Repeat the entries exactly as they are written.

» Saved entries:
* * *

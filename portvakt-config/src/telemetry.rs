//! Observability configuration.

use serde::{Deserialize, Serialize};
use validator::{self, Validate};

use crate::validation;

/// Telemetry configuration.
#[derive(Debug, Serialize, Deserialize, Validate, Clone)]
pub struct TelemetryConfig {
    /// Log level used when `RUST_LOG` is not set.
    #[validate(custom(function = validation::validate_log_level))]
    #[serde(default = "default_log_level")]
    pub log_level: String,
}

fn default_log_level() -> String {
    "info".into()
}

impl Default for TelemetryConfig {
    fn default() -> Self {
        Self {
            log_level: default_log_level(),
        }
    }
}
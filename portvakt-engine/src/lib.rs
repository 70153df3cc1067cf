pub mod engine;
pub mod runtime;

// Re-export the runtime functions so frontends can simply do:
pub use runtime::{run_production_mode, run_replay_mode, spawn_shutdown_listener};
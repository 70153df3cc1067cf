//! # Portvakt Prevention Modules
//!
//! The Enforcement Mechanism seam. The monitor only sees [`BlockingAction`];
//! the default implementation shells out to a firewall manager (ufw), and a
//! dry-run implementation only logs.

pub mod firewall;

pub use firewall::{build_firewall, BlockingAction, CommandFirewall, DryRunFirewall, FirewallError};
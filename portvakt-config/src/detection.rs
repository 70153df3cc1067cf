//! Frame detection markers.

use serde::{Deserialize, Serialize};
use validator::{self, Validate};

/// Literal markers used to delimit frames and recognise failed logins.
#[derive(Debug, Serialize, Deserialize, Validate, Clone)]
pub struct DetectionConfig {
    /// A line containing this text closes the current frame.
    #[validate(length(min = 1))]
    #[serde(default = "default_boundary_marker")]
    pub boundary_marker: String,

    /// A frame containing this text is an authentication failure.
    #[validate(length(min = 1))]
    #[serde(default = "default_failure_marker")]
    pub failure_marker: String,
}

fn default_boundary_marker() -> String {
    "HTTP/1.1".into()
}

fn default_failure_marker() -> String {
    "HTTP/1.1 401 Unauthorized".into()
}

impl Default for DetectionConfig {
    fn default() -> Self {
        Self {
            boundary_marker: default_boundary_marker(),
            failure_marker: default_failure_marker(),
        }
    }
}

* * *

» Exercise solution:
filename portvakt-config/src/telemetry.rs
//! Observability configuration.

use serde::{Deserialize, Serialize};
use validator::{self, Validate};

use crate::validation;

/// Telemetry configuration.
#[derive(Debug, Serialize, Deserialize, Validate, Clone)]
pub struct TelemetryConfig {
    /// Log level used when `RUST_LOG` is not set.
    #[validate(custom(function = validation::validate_log_level))]
    #[serde(default = "default_log_level")]
    pub log_level: String,
}

fn default_log_level() -> String {
    "info".into()
}

impl Default for TelemetryConfig {
    fn default() -> Self {
        Self {
            log_level: default_log_level(),
        }
    }
}
filename portvakt-engine/src/lib.rs
repository 70153df3cc1067cf
pub mod engine;
pub mod runtime;

// Re-export the runtime functions so frontends can simply do:
pub use runtime::{run_production_mode, run_replay_mode, spawn_shutdown_listener};
repository 70153df3cc1067cf
//! # Portvakt Prevention Modules
//!
//! The Enforcement Mechanism seam. The monitor only sees [`BlockingAction`];
//! the default implementation shells out to a firewall manager (ufw), and a
//! dry-run implementation only logs.

pub mod firewall;

pub use firewall::{build_firewall, BlockingAction, CommandFirewall, DryRunFirewall, FirewallError};
filename portvakt-config/src/detection.rs
repository 70153df3cc1067cf
//! Frame detection markers.

use serde::{Deserialize, Serialize};
use validator::{self, Validate};

/// Literal markers used to delimit frames and recognise failed logins.
#[derive(Debug, Serialize, Deserialize, Validate, Clone)]
pub struct DetectionConfig {
    /// A line containing this text closes the current frame.
    #[validate(length(min = 1))]
    #[serde(default = "default_boundary_marker")]
    pub boundary_marker: String,

    /// A frame containing this text is an authentication failure.
    #[validate(length(min = 1))]
    #[serde(default = "default_failure_marker")]
    pub failure_marker: String,
}

fn default_boundary_marker() -> String {
    "HTTP/1.1".into()
}

fn default_failure_marker() -> String {
    "HTTP/1.1 401 Unauthorized".into()
}

impl Default for DetectionConfig {
    fn default() -> Self {
        Self {
            boundary_marker: default_boundary_marker(),
            failure_marker: default_failure_marker(),
        }
    }
}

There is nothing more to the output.